Un conflit éthique au travail dû à l’environnement

par Frédéric Lavignette / 05 janvier 2024

Quand elle n’évoque pas une tâche mal accomplie, l’expression « sale boulot » suggère généralement un emploi pénible ou dégradant. De plus en plus, un autre sens y est associé, celui du travail polluant. Ce dernier suscite un scrupule à nuire à l’environnement de par son activité professionnelle. 
Jusqu’alors peu étudié, le « conflit éthique environnemental au travail » vient de faire l’objet d’une première analyse empirique dans la revue Travail et Emploi de la Dares du 14 décembre dernier. Selon l’étude de Thomas Coutrot, chercheur à l’Institut de recherches économiques et sociales (Ires) qui s’est appuyé sur l’enquête Conditions de travail 2019, 31 % des actifs occupés considèrent ainsi que leur travail peut avoir « des conséquences négatives pour l’environnement ». Pour 7 % d’entre eux, c’est même « toujours » ou « souvent » le cas. 
Ce sentiment négatif est surtout le fait d’ouvriers régulièrement exposés à des produits toxiques : ils sont 14 % à déclarer avoir « toujours » ou « souvent » l’impression de polluer. Nombre d’entre eux ne peuvent contrarier ces « atteintes directes » à l’environnement en raison d’une faible autonomie dans leur entreprise, et de leur insécurité économique et sanitaire au travail. Chez les exploitants agricoles, le taux de « conflit direct » est de 10 %, et 45 % l’éprouvent « parfois ». Parce qu’ils sont plus souvent exposés à des produits chimiques, les ouvriers hommes sont plus nombreux que les ouvrières à déclarer un tel conflit éthique environnemental direct (9 % contre 6 %), et ce même si les femmes sont plus sensibles à la notion de « care ». Les jeunes sont les premiers concernés par ce conflit éthique (10 %) ainsi que les salariés étrangers et les intérimaires. « Ce qui renvoie sans doute au fait qu’ils sont souvent affectés à des tâches dangereuses et salissantes », traduit l’étude. 
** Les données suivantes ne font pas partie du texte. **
//! # Startup
//!
//! Everything needed before the first command runs: where data lives, which
//! configuration applies, and which enhancer is primary.
//!
//! ## Data Directory Resolution
//!
//! 1. `data_override` (the CLI's `--data`), if given.
//! 2. `IDEAINBOX_DATA`, if set (mostly for tests).
//! 3. The OS data directory from [`directories::ProjectDirs`].
//!
//! The directory holds `ideainbox.toml`, `settings.json` and `draft.md`. It is
//! created lazily on the first write.
//!
//! ## Enhancer Selection
//!
//! `enhancer = "service"` needs `service_url`. Without one, the session falls
//! back to the local enhancer and says so in the log; it never refuses to start.

use crate::api::InboxApi;
use crate::config::InboxConfig;
use crate::enhance::{Enhancer, EnhancerKind, LocalEnhancer, ServiceEnhancer};
use crate::error::{InboxError, Result};
use crate::handoff::clipboard::ClipboardHandoff;
use crate::handoff::deeplink::DeepLinkHandoff;
use crate::handoff::download::DownloadHandoff;
use crate::handoff::{Handoff, HandoffMethod};
use crate::store::fs_backend::FsBackend;
use crate::store::InboxStore;
use directories::{ProjectDirs, UserDirs};
use std::path::{Path, PathBuf};

pub const DATA_ENV: &str = "IDEAINBOX_DATA";

pub type FsInboxApi = InboxApi<FsBackend, Box<dyn Enhancer>>;

pub struct InboxContext {
    pub api: FsInboxApi,
    pub config: InboxConfig,
    pub data_dir: PathBuf,
}

impl InboxContext {
    /// The hand-off sink for `method`, configured from this context.
    pub fn handoff(&self, method: HandoffMethod, dir: Option<PathBuf>) -> Box<dyn Handoff> {
        match method {
            HandoffMethod::Clipboard => Box::new(ClipboardHandoff),
            HandoffMethod::Download => Box::new(DownloadHandoff::new(
                dir.unwrap_or_else(|| download_dir(&self.config)),
            )),
            HandoffMethod::Link => Box::new(DeepLinkHandoff::new(self.config.deep_link())),
        }
    }
}

pub fn resolve_data_dir(data_override: Option<PathBuf>) -> Result<PathBuf> {
    if let Some(path) = data_override {
        return Ok(path);
    }
    if let Some(path) = std::env::var_os(DATA_ENV).filter(|p| !p.is_empty()) {
        return Ok(PathBuf::from(path));
    }
    ProjectDirs::from("com", "ideainbox", "ideainbox")
        .map(|dirs| dirs.data_dir().to_path_buf())
        .ok_or_else(|| InboxError::Config("Could not determine data directory".to_string()))
}

/// Configured download dir, else the user's download folder, else the cwd.
pub fn download_dir(config: &InboxConfig) -> PathBuf {
    if let Some(dir) = &config.download_dir {
        return dir.clone();
    }
    UserDirs::new()
        .and_then(|dirs| dirs.download_dir().map(Path::to_path_buf))
        .unwrap_or_else(|| PathBuf::from("."))
}

/// Builds the primary enhancer. `force_local` overrides the configuration.
pub fn build_enhancer(config: &InboxConfig, force_local: bool) -> Result<Box<dyn Enhancer>> {
    let local = LocalEnhancer::new(config.normalizer_config());
    if force_local || config.enhancer == EnhancerKind::Local {
        return Ok(Box::new(local));
    }
    match &config.service_url {
        Some(url) if !url.trim().is_empty() => {
            let service = ServiceEnhancer::new(
                url.trim(),
                config.service_key(),
                config.service_timeout(),
                local,
            )?;
            Ok(Box::new(service))
        }
        _ => {
            tracing::warn!("enhancer = \"service\" but no service_url is set, using local");
            Ok(Box::new(local))
        }
    }
}

pub fn initialize(data_override: Option<PathBuf>, force_local: bool) -> Result<InboxContext> {
    let data_dir = resolve_data_dir(data_override)?;
    let config = InboxConfig::load(&data_dir)?;
    tracing::debug!(data_dir = %data_dir.display(), enhancer = %config.enhancer, "initializing");

    let enhancer = build_enhancer(&config, force_local)?;
    let local = LocalEnhancer::new(config.normalizer_config());
    let store = InboxStore::new(FsBackend::new(data_dir.clone()));
    let api = InboxApi::new(store, enhancer, local, config.draft_debounce());

    Ok(InboxContext {
        api,
        config,
        data_dir,
    })
}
L’« atteinte indirecte » produit aussi un conflit intérieur mais, cette fois, davantage du côté des chercheurs, des professionnels de la communication et de la vente, et des cadres du BTP. En effet, via « les techniques de la publicité, du marketing et de l’innovation », ils estiment contribuer au fonctionnement du consumérisme et à la surexploitation de la nature depuis leurs bureaux. Encore peu fréquent en 2019, précise Thomas Coutrot, ce « conflit fonctionnel » pourrait « se développer rapidement dans les années à venir », surtout si les sondages d’opinion confirment l’éveil croissant du désastre environnemental.